И  постояв какое-то время, она отважно шагнула на кухню, открыла все окна, чтобы выветрить затхлый запах, прошлась по комнатам, поднялась на второй этаж и громко поздоровалась с домом, - Здравствуй дом, прими своих новых хозяев!

Ее приветствие эхом разнеслось по пустым комнатам, и неожиданно страх исчез, будто дом ответил на ее приветствие. Ей стало легко. Она вышла на крыльцо и полной грудью вдохнула прозрачный, прогревшийся теплый воздух.  Легкий  ветерок поднимал из недр, раскинувшихся на горизонте роскошным ковром лесов, полей и журчащей внизу речки, непередаваемые запахи глубинных тайн природы.  На нее обрушилось ощущение счастья и пронизывающей все пространство потрясающей гармонии и равновесия.  Возле дома возился Олег, давая какие-то распоряжения рабочим.  Наташа поискала глазами сестру с сыном, увидела их внизу на берегу речки и побежала к ним по круто спускающейся вниз дороге. После душного города, они ощущали себя путешественниками в другой мир и очарованные, долго бродили по берегу очень быстрой, холодной речки,  наслаждаясь ароматом пышных трав,  звоном неугомонных насекомых и шумным голосом, убегающей за поворот реки.
 
                - Наташа, Ира, вам не кажется, что давно пора обедать! - окликнул их Олег.

 Его голос подхватила веселая река и задорно унесла вдаль. Продираясь сквозь пелену новых ощущений, они, опьяненные сладостной негой, нехотя побрели наверх.


           После обеда Наташа с сестрой и сыном самозабвенно принялись обдирать обои, толщиной с картон, наклееных  друг на друга многочисленными жильцами, проживающими здесь в разные годы существования этого дома. Всю эту бумажную массу жгли в старой русской печи с лежанкой. Сажа летала по кухне, оседая на волосах и лицах одухотворенных работой тружеников. Больше Наташу этот дом не пугал своей мрачностью, даже наоборот, стал очень близким и родным, будто она когда-то уже здесь жила, покинула его на время, опять вернулась, и их  встреча оказалась теплой и радостной.

           Размазывая по лицу жирную сажу и  с треском обнажая бревенчатые стены, с  вбитыми в них бесчисленным количеством гвоздей разных размеров, на втором этаже, в одной из комнат, под пудом обоев, она с удивлением обнаружила, что первым слоем  были листы из журнала "Signal", времен Великой Отечественной войны.
 Со страниц кокетливо улыбались грудастые фрау с толстыми ногами и крепкими ягодицами. Некоторые страницы были испещрены карикатурами, высмеивающими советских безмозглых политруков и командиров, отдающих бестолковые команды тупым русским солдатам.  Затем шло прославление фюрера и доблестной немецкой и финской армии.

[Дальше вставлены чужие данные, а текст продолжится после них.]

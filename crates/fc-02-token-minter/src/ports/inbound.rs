//! # Inbound Ports

use crate::domain::MintResult;
use async_trait::async_trait;
use shared_store::NetworkSession;
use shared_types::TokenId;

/// Mints reward tokens.
#[async_trait]
pub trait TokenMintingApi: Send + Sync {
    /// Create `count` token records owned by `owner`.
    ///
    /// `count == 0` returns an empty batch without any network call. Ids
    /// come back in creation order. On failure the error carries the ids
    /// already created.
    async fn mint(
        &self,
        session: &dyn NetworkSession,
        owner: &str,
        count: usize,
    ) -> MintResult<Vec<TokenId>>;
}
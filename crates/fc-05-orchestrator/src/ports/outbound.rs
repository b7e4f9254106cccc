//! # Outbound Ports

use crate::domain::{Checkpoint, CheckpointKey};

/// Persists submission progress so a retry can resume.
pub trait CheckpointStore: Send + Sync {
    fn load(&self, key: &CheckpointKey) -> Option<Checkpoint>;

    fn save(&self, key: &CheckpointKey, checkpoint: &Checkpoint);

    fn remove(&self, key: &CheckpointKey);
}
//! Error types for the Identity Resolver.

use shared_store::{ResourceKind, StoreError};
use shared_types::DataAddress;
use thiserror::Error;

/// Resolution failures.
///
/// Everything except a transient [`ResolutionError::Network`] is terminal:
/// repeating the same resolution will fail the same way.
#[derive(Debug, Clone, PartialEq, Eq, Error)]
pub enum ResolutionError {
    /// Identifier was empty or whitespace only.
    #[error("Recipient identifier is empty")]
    EmptyIdentifier,

    /// Identifier is neither a raw key nor a URI this strategy accepts.
    #[error("Unsupported recipient identifier: {0}")]
    UnsupportedIdentifier(String),

    /// Nothing is published at the profile URI.
    #[error("Profile not found: {uri}")]
    ProfileNotFound { uri: String },

    /// The URI resolved to something other than a profile document.
    #[error("Resource at {uri} is not a profile document ({kind:?})")]
    NotAProfile { uri: String, kind: ResourceKind },

    /// The profile carries neither an inbox link nor legacy coordinates.
    #[error("Profile {uri} has no inbox link")]
    MissingInboxLink { uri: String },

    /// The inbox link could not be turned into an address.
    #[error("Malformed inbox link on {uri}: {reason}")]
    MalformedInboxLink { uri: String, reason: String },

    /// The derived or linked inbox record does not exist.
    #[error("Inbox not found at {address}")]
    InboxNotFound { address: DataAddress },

    /// The inbox lacks a required key field, or it is empty.
    #[error("Inbox {address} is missing field '{field}'")]
    MissingField { address: DataAddress, field: String },

    /// Any other store failure.
    #[error("Network error during resolution: {0}")]
    Network(StoreError),
}

impl ResolutionError {
    /// Whether the caller may retry the same resolution.
    pub fn is_retryable(&self) -> bool {
        match self {
            Self::Network(err) => err.is_transient(),
            _ => false,
        }
    }
}

/// Result type for resolution.
pub type ResolutionResult<T> = Result<T, ResolutionError>;
//! Ports for the Feedback Publisher.

pub mod inbound;

pub use inbound::{FeedbackPublisher, PublishedFeedback};
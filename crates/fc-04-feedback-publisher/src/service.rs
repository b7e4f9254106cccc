//! # Publisher Selection

use crate::adapters::{MailboxPublisher, SocialPostPublisher};
use crate::ports::FeedbackPublisher;
use shared_types::{FaucetConfig, FeedbackChannel};
use std::sync::Arc;

/// Build the publisher for the configured feedback channel.
pub fn publisher_for(config: &FaucetConfig) -> Arc<dyn FeedbackPublisher> {
    match &config.feedback {
        FeedbackChannel::Mailbox { channel_id } => {
            Arc::new(MailboxPublisher::new(channel_id.clone(), config.dns_type_tag))
        }
        FeedbackChannel::SocialPost {
            target_uri,
            sender_uri,
        } => Arc::new(SocialPostPublisher::new(target_uri.clone(), sender_uri.clone())),
    }
}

          Со слов соседей, в войну под крышей этого дома находился финский штаб , а после их ухода,  госпиталь для раненых. И вообще кого только этот  дом не приютил под своей крышей. Когда госпиталь расформировали, в нем длительное время располагался сельсовет, затем почта. Вскоре  почта переехала в другое помещение, и в нем поселили три семьи -  одна внизу, две на втором этаже. А уже гораздо позже часть этого дома выкупила у сельсовета тетка Александра Ивановича, но дом не ремонтировался со времен его постройки, ветшал, и она  продала его нынешним владельцам...
 
            Необычный был дом, со своей историей в наслоениях времени, а строили его перед самой революцией два брата священника.
 
            Удивительно, но бревна время не тронуло, кроме нижних венцов. Высвобожденные из-под толстых обоев в  помещении они просто светились, и Олег решил их отполировать и покрыть лаком. Между бревен проглядывали пучки сухой травы. Говорят, что раньше между бревнами прокладывали какую-то особую травку, отпугивающую насекомых.

              В руках новых хозяев старый, запущенный дом начал благодарно оживать.

              Пока сестра и сын  жгли в печи обои, Наташа отправилась  знакомиться с соседями из близлежащих домов. Их ближайшим соседом был тот самый дед, которому "соринка в глаз попала" и чуть было не отправила его горемычного к праотцам.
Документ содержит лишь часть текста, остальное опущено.